Task description:
From the line with "for its board." through the line with "with no hit is", inclusive, return each line of the data below exactly and leave the rest out.

Available data:

────────

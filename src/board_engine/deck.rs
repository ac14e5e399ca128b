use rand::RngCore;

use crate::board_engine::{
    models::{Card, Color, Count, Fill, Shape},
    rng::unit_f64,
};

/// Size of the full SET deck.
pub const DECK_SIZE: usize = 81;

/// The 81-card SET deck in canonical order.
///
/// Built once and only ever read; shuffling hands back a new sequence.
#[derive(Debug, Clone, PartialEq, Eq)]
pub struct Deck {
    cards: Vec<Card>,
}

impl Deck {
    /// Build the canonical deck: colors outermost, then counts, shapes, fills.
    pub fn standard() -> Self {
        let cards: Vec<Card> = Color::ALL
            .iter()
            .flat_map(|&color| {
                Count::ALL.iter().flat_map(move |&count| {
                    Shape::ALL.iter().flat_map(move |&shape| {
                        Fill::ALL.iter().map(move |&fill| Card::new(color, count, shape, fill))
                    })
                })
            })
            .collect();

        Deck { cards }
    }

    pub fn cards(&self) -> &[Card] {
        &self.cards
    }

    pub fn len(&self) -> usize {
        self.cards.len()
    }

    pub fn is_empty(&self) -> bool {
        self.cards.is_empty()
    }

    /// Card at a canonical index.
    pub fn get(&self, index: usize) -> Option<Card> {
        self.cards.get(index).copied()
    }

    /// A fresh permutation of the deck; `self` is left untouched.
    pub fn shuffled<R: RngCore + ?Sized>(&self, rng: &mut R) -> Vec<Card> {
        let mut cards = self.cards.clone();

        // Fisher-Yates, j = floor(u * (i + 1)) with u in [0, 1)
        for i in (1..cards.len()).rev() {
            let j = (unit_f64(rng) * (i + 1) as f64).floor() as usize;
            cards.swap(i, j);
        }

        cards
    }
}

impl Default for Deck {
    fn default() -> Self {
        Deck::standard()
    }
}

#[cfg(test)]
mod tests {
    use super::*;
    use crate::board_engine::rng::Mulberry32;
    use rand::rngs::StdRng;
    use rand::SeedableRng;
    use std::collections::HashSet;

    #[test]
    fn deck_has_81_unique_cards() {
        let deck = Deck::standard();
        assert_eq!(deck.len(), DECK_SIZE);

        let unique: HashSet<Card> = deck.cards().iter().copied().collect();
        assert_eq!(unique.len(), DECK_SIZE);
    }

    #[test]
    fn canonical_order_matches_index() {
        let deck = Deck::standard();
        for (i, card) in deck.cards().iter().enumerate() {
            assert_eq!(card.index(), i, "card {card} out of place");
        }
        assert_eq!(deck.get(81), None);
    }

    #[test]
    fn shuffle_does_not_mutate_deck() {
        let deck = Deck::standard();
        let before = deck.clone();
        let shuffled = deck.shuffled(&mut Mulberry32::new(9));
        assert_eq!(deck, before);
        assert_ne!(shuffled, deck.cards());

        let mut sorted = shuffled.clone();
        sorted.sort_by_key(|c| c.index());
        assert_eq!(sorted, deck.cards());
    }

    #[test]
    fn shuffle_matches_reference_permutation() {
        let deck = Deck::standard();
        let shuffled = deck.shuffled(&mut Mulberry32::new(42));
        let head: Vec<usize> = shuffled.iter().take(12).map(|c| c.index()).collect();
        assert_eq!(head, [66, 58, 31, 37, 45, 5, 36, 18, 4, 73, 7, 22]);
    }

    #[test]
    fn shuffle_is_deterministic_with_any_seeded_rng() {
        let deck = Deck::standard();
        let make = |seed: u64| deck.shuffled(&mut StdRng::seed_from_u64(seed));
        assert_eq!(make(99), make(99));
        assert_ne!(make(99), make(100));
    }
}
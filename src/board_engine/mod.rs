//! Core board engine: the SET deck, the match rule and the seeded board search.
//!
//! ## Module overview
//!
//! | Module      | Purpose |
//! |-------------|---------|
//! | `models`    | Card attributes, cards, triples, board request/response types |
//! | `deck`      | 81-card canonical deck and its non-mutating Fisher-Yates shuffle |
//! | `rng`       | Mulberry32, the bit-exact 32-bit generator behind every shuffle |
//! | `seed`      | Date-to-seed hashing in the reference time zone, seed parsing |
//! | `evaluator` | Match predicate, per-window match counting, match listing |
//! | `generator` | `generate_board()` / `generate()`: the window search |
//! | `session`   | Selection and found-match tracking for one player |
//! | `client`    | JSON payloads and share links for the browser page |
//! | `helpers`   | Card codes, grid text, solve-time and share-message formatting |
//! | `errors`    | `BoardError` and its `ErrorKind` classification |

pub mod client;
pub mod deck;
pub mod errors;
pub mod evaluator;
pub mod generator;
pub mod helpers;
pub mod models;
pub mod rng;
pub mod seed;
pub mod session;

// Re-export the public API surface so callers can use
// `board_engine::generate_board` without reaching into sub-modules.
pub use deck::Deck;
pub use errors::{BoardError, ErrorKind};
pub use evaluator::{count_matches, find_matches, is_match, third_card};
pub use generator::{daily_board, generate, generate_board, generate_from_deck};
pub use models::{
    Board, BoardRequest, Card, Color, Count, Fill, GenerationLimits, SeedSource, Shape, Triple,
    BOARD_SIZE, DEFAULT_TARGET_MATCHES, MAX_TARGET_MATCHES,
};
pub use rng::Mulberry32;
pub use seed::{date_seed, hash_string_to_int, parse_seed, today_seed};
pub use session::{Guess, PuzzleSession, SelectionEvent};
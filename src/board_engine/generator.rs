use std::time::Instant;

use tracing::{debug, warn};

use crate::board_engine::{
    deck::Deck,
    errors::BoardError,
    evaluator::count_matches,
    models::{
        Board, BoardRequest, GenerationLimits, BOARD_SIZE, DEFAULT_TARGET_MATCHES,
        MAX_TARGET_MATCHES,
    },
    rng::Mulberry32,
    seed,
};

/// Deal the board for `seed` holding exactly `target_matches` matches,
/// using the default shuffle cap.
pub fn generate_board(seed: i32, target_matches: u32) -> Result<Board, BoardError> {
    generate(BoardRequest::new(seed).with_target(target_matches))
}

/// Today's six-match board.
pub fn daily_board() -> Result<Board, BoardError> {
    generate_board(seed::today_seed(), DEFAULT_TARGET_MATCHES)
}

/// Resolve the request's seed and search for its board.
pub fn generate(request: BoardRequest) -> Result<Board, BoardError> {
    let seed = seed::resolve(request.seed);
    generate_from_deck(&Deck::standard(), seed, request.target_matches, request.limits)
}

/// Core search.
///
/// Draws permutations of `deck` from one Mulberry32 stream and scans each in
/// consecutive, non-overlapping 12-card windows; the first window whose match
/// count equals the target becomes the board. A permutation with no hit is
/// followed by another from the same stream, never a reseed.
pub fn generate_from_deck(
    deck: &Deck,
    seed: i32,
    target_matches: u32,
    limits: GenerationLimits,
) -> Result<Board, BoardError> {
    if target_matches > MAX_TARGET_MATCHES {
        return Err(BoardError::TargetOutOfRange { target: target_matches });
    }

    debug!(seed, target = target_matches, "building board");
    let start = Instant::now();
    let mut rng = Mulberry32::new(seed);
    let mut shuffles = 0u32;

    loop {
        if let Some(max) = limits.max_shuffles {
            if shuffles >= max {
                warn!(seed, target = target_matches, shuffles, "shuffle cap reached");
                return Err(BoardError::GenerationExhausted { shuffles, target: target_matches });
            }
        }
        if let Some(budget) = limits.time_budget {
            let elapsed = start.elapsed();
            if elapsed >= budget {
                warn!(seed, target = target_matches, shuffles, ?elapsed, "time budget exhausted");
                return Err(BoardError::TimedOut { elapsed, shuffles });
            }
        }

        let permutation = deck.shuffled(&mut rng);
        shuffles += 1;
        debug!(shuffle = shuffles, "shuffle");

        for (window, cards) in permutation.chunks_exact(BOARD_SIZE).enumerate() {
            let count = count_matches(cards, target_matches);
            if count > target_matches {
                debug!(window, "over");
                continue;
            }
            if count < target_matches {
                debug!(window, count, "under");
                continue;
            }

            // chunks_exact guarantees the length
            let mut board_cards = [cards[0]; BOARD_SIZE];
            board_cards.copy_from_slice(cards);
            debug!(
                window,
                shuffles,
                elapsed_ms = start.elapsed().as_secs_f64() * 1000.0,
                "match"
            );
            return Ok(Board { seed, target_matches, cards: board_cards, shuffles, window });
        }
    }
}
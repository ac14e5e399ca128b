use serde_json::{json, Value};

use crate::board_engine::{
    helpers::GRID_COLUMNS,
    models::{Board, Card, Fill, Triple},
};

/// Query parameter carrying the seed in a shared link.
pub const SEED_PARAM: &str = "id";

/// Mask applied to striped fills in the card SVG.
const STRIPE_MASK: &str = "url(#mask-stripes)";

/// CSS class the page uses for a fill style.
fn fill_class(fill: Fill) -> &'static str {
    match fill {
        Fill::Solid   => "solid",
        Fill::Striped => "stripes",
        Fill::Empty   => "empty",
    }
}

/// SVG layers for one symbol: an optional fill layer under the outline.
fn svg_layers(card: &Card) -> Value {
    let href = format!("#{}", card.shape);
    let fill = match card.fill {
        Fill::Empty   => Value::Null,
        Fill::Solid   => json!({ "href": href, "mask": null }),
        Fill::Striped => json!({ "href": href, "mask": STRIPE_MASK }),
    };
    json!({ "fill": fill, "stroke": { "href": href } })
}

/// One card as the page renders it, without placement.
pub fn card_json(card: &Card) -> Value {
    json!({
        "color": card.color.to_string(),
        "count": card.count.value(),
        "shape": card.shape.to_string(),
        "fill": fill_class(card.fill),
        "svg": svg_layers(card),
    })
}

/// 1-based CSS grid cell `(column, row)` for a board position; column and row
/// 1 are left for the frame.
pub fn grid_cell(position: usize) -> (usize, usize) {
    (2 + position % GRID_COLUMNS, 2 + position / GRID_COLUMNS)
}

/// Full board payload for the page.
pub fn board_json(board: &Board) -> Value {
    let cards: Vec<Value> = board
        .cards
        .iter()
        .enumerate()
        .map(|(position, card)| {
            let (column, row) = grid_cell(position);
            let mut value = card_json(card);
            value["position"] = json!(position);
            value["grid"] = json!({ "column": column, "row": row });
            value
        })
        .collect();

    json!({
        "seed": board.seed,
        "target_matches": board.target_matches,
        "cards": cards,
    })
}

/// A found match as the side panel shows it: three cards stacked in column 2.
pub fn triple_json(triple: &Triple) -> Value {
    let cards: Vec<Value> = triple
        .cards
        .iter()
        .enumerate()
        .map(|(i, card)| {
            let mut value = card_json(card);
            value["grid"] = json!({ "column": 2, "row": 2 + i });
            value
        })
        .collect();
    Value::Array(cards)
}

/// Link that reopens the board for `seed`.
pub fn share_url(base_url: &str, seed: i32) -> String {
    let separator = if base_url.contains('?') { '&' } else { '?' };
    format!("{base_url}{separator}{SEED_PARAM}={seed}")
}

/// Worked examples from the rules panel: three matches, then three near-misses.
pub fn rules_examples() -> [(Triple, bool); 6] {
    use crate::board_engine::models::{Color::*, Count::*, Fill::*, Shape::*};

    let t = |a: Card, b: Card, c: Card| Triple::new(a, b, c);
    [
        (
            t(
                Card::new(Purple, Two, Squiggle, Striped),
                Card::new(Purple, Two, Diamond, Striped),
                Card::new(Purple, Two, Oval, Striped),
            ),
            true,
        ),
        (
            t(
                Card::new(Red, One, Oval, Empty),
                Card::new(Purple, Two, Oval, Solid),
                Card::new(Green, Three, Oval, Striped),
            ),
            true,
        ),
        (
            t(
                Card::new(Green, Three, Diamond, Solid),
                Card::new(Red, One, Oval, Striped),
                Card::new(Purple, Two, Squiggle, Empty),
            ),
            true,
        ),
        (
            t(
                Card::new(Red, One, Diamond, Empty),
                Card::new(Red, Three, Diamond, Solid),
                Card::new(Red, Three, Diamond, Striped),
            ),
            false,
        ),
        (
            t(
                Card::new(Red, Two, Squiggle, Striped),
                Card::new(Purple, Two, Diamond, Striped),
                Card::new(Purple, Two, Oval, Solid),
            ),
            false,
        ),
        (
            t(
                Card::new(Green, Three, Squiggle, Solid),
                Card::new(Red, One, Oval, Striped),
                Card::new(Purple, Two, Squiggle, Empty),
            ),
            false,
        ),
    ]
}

────────

Output of the exercise:
/// Resolve the request's seed and search for its board.
pub fn generate(request: BoardRequest) -> Result<Board, BoardError> {
    let seed = seed::resolve(request.seed);
    generate_from_deck(&Deck::standard(), seed, request.target_matches, request.limits)
}

/// Core search.
///
/// Draws permutations of `deck` from one Mulberry32 stream and scans each in
/// consecutive, non-overlapping 12-card windows; the first window whose match
/// count equals the target becomes the board. A permutation with no hit is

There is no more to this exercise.